*TASK BRIEF*
Each line in the entries below that holds the string "from" must be copied.

** EXTRACTED RECORDS follows **

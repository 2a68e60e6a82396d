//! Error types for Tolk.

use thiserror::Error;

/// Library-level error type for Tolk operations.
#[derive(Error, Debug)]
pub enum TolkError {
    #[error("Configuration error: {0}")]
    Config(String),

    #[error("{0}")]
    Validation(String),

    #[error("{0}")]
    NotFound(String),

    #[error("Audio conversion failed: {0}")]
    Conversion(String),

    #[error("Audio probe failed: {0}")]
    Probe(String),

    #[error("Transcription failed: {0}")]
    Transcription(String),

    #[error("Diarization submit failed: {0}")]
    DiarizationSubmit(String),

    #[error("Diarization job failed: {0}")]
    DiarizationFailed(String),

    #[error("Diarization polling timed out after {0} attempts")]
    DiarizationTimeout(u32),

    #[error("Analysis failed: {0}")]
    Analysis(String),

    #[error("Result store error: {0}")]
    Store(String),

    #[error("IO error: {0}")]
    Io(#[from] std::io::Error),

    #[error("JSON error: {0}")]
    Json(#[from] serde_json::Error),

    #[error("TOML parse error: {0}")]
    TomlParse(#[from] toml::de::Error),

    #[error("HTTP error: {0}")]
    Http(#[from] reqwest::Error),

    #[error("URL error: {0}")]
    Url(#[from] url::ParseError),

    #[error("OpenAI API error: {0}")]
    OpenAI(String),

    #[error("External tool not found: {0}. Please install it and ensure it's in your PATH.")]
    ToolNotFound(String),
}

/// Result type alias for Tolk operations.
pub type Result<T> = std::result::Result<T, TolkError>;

** End of EXTRACTED RECORDS **
** EXTRACTED RECORDS follows **

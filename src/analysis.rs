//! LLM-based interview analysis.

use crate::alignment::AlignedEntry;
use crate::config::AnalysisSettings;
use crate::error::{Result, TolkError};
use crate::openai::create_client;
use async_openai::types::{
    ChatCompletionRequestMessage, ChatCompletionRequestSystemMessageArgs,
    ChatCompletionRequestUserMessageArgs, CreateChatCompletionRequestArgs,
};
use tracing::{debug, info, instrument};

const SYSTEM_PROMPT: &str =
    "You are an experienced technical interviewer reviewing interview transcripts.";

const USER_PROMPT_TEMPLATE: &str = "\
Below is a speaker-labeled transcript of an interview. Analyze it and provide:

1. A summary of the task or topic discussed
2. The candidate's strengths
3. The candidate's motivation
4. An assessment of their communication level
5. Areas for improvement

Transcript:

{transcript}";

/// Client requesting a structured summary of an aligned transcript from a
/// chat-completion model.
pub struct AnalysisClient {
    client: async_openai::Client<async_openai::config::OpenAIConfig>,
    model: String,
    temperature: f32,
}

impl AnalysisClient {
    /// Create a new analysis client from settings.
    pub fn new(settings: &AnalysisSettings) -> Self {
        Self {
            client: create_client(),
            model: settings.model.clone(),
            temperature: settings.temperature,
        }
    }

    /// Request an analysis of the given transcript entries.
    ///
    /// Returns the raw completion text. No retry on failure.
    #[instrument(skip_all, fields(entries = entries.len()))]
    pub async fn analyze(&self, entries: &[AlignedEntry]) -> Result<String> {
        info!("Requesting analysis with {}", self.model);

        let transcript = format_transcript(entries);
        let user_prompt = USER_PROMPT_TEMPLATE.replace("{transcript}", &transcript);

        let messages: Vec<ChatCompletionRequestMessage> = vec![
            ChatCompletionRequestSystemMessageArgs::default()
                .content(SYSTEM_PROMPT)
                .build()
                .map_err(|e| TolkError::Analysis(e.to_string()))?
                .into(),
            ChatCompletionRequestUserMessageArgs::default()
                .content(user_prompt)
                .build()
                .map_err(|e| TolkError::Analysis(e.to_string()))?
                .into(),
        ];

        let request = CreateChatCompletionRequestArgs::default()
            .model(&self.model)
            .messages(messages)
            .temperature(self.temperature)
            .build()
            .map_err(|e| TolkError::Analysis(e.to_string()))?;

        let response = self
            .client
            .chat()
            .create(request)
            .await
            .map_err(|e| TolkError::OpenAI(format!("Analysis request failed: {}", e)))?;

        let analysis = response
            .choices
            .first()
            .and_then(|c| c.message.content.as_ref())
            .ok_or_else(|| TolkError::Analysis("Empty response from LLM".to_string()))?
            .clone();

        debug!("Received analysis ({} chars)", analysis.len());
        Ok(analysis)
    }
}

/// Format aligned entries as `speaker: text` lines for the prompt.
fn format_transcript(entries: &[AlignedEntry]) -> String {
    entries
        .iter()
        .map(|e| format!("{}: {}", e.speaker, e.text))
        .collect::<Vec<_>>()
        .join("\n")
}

** End of EXTRACTED RECORDS **

*EXERCISE ANSWER*
    Io(#[from] std::io::Error),
    Json(#[from] serde_json::Error),
    TomlParse(#[from] toml::de::Error),
    Http(#[from] reqwest::Error),
    Url(#[from] url::ParseError),
/// Client requesting a structured summary of an aligned transcript from a
    /// Create a new analysis client from settings.
            .ok_or_else(|| TolkError::Analysis("Empty response from LLM".to_string()))?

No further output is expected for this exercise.